■ **Dataset content**
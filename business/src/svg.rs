//! Vector rendering of a symbol.
//!
//! Modules are emitted as a single path in module units; the document is
//! scaled to the requested pixel size through `viewBox`. A circular logo is
//! embedded as a base64 PNG clipped to a circle.

use std::io::Cursor;

use base64::Engine as _;
use base64::engine::general_purpose::STANDARD;
use image::{ImageFormat, RgbaImage};

use crate::color::QrColor;
use crate::encode::{BORDER_MODULES, QrMatrix};
use crate::error::{QrStudioError, Result};

/// Logo placed on top of the modules, in module units.
#[derive(Debug, Clone, Copy)]
pub struct SvgLogo<'a> {
    pub image: &'a RgbaImage,
    /// Fraction of the full symbol side, `0.0..=1.0`.
    pub fraction: f64,
}

/// Renders `matrix` as a standalone SVG document of `size_px` pixels.
pub fn render_svg(
    matrix: &QrMatrix,
    color: QrColor,
    size_px: u32,
    logo: Option<SvgLogo<'_>>,
) -> Result<String> {
    let dimension = matrix.width_with_border();
    let mut svg = String::new();
    svg.push_str("<?xml version=\"1.0\" encoding=\"UTF-8\"?>\n");
    svg.push_str(&format!(
        "<svg xmlns=\"http://www.w3.org/2000/svg\" xmlns:xlink=\"http://www.w3.org/1999/xlink\" version=\"1.1\" width=\"{size_px}\" height=\"{size_px}\" viewBox=\"0 0 {dimension} {dimension}\" shape-rendering=\"crispEdges\">\n"
    ));
    svg.push_str(&format!(
        "\t<rect width=\"100%\" height=\"100%\" fill=\"{}\"/>\n",
        QrColor::WHITE.to_hex()
    ));

    let squares: Vec<String> = (0..matrix.width())
        .flat_map(|y| (0..matrix.width()).map(move |x| (x, y)))
        .filter(|&(x, y)| matrix.is_dark(x, y))
        .map(|(x, y)| {
            format!(
                "M{},{}h1v1h-1z",
                x + BORDER_MODULES,
                y + BORDER_MODULES
            )
        })
        .collect();
    svg.push_str(&format!(
        "\t<path d=\"{}\" fill=\"{}\"/>\n",
        squares.join(" "),
        color.to_hex()
    ));

    if let Some(logo) = logo.filter(|l| l.image.width() > 0) {
        let side = dimension as f64 * logo.fraction;
        let origin = (dimension as f64 - side) / 2.0;
        let center = dimension as f64 / 2.0;
        let radius = side / 2.0;
        let href = png_data_url(logo.image)?;

        svg.push_str("\t<defs>\n");
        svg.push_str(&format!(
            "\t\t<clipPath id=\"logo-clip\"><circle cx=\"{center}\" cy=\"{center}\" r=\"{radius}\"/></clipPath>\n"
        ));
        svg.push_str("\t</defs>\n");
        svg.push_str(&format!(
            "\t<image x=\"{origin}\" y=\"{origin}\" width=\"{side}\" height=\"{side}\" clip-path=\"url(#logo-clip)\" xlink:href=\"{href}\"/>\n"
        ));
    }

    svg.push_str("</svg>\n");
    Ok(svg)
}

fn png_data_url(img: &RgbaImage) -> Result<String> {
    let mut bytes = Vec::new();
    img.write_to(&mut Cursor::new(&mut bytes), ImageFormat::Png)
        .map_err(|e| QrStudioError::save("<embedded logo>", e))?;
    Ok(format!("data:image/png;base64,{}", STANDARD.encode(&bytes)))
}

#[cfg(test)]
mod tests {
    use super::*;
    use crate::encode::encode_matrix;
    use image::Rgba;

    #[test]
    fn test_svg_header_and_size() {
        let matrix = encode_matrix("hello").unwrap();
        let svg = render_svg(&matrix, QrColor::BLACK, 512, None).unwrap();

        assert!(svg.starts_with("<?xml version=\"1.0\" encoding=\"UTF-8\"?>"));
        assert!(svg.contains("width=\"512\" height=\"512\""));
        assert!(svg.contains("viewBox=\"0 0 29 29\""));
        assert!(svg.trim_end().ends_with("</svg>"));
        assert!(!svg.contains("<image"));
    }

    #[test]
    fn test_svg_has_one_square_per_dark_module() {
        let matrix = encode_matrix("hello").unwrap();
        let svg = render_svg(&matrix, QrColor::new(255, 0, 0), 300, None).unwrap();

        assert_eq!(svg.matches("h1v1h-1z").count(), matrix.dark_count());
        // Top-left finder module is offset by the quiet zone
        assert!(svg.contains("M4,4h1v1h-1z"));
        assert!(svg.contains("fill=\"#ff0000\""));
    }

    #[test]
    fn test_svg_embeds_logo() {
        let matrix = encode_matrix("hello").unwrap();
        let logo = RgbaImage::from_pixel(4, 4, Rgba([0, 0, 255, 255]));
        let svg = render_svg(
            &matrix,
            QrColor::BLACK,
            300,
            Some(SvgLogo {
                image: &logo,
                fraction: 0.25,
            }),
        )
        .unwrap();

        assert!(svg.contains("<clipPath id=\"logo-clip\">"));
        assert!(svg.contains("xmlns:xlink=\"http://www.w3.org/1999/xlink\""));
        assert!(svg.contains(" xlink:href=\"data:image/png;base64,"));
        assert!(svg.contains("r=\"3.625\""));
    }
}
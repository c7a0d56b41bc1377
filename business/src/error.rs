use std::path::PathBuf;
use thiserror::Error;

/// Errors produced while generating or exporting a QR code.
#[derive(Debug, Error)]
pub enum QrStudioError {
    #[error("Please enter text or a link for the QR code")]
    EmptyData,
    #[error("Could not encode the data: {0}")]
    Encode(#[from] qrcode::types::QrError),
    #[error("Invalid color: {0:?}")]
    InvalidColor(String),
    #[error("Failed to add logo {path:?}: {source}")]
    Logo {
        path: PathBuf,
        source: image::ImageError,
    },
    #[error("Could not save the file {path:?}: {source}")]
    Save {
        path: PathBuf,
        source: image::ImageError,
    },
    #[error("I/O error on {path:?}: {source}")]
    Io {
        path: PathBuf,
        source: std::io::Error,
    },
}

impl QrStudioError {
    pub fn logo(path: impl Into<PathBuf>, source: image::ImageError) -> Self {
        Self::Logo {
            path: path.into(),
            source,
        }
    }

    pub fn save(path: impl Into<PathBuf>, source: image::ImageError) -> Self {
        Self::Save {
            path: path.into(),
            source,
        }
    }

    pub fn io(path: impl Into<PathBuf>, source: std::io::Error) -> Self {
        Self::Io {
            path: path.into(),
            source,
        }
    }

    /// Title used when the error is shown to the user.
    pub fn title(&self) -> &'static str {
        match self {
            Self::EmptyData | Self::InvalidColor(_) => "Error",
            Self::Encode(_) | Self::Logo { .. } => "Generation error",
            Self::Save { .. } | Self::Io { .. } => "Save error",
        }
    }
}

pub type Result<T, E = QrStudioError> = std::result::Result<T, E>;
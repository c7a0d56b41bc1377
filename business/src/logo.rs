//! Logo compositing: stretch into a square, cut a circle, paste at the center.

use std::path::Path;

use image::imageops::{self, FilterType};
use image::{DynamicImage, RgbImage, RgbaImage};

use crate::error::{QrStudioError, Result};

/// Loads a logo image from disk.
pub fn load_logo(path: &Path) -> Result<DynamicImage> {
    log::debug!("Loading logo from {}", path.display());
    image::open(path).map_err(|e| QrStudioError::logo(path, e))
}

/// Side of the logo for a QR image of side `qr_side` at `percent` percent.
pub fn logo_side(qr_side: u32, percent: u32) -> u32 {
    (u64::from(qr_side) * u64::from(percent) / 100) as u32
}

/// Stretches `logo` to `side x side`, then masks everything outside the
/// inscribed circle. Non-square logos keep all of their content.
pub fn circular_logo(logo: &DynamicImage, side: u32) -> RgbaImage {
    if side == 0 {
        return RgbaImage::new(0, 0);
    }

    let mut fitted = logo
        .resize_exact(side, side, FilterType::Lanczos3)
        .into_rgba8();
    apply_circle_mask(&mut fitted);
    fitted
}

/// Keeps the original alpha inside the circle, zero outside.
fn apply_circle_mask(img: &mut RgbaImage) {
    let radius = img.width() as f32 / 2.0;
    let radius_sq = radius * radius;

    for (x, y, pixel) in img.enumerate_pixels_mut() {
        let dx = x as f32 + 0.5 - radius;
        let dy = y as f32 + 0.5 - radius;
        if dx * dx + dy * dy > radius_sq {
            pixel.0[3] = 0;
        }
    }
}

/// Top-left corner that centers a `logo_side` square inside `qr_side`.
pub fn centered_offset(qr_side: u32, logo_side: u32) -> u32 {
    qr_side.saturating_sub(logo_side) / 2
}

/// Alpha-composites `logo` onto the center of `qr`.
pub fn overlay_logo(qr: &mut RgbImage, logo: &RgbaImage) {
    if logo.width() == 0 {
        return;
    }

    let offset = i64::from(centered_offset(qr.width(), logo.width()));
    let mut canvas = DynamicImage::ImageRgb8(std::mem::take(qr)).into_rgba8();
    imageops::overlay(&mut canvas, logo, offset, offset);
    *qr = DynamicImage::ImageRgba8(canvas).into_rgb8();
}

■ **Brief**
Select and copy each line from the data that includes the word "impl".

■ **Task solution**
impl QrStudioError {
    pub fn logo(path: impl Into<PathBuf>, source: image::ImageError) -> Self {
    pub fn save(path: impl Into<PathBuf>, source: image::ImageError) -> Self {
    pub fn io(path: impl Into<PathBuf>, source: std::io::Error) -> Self {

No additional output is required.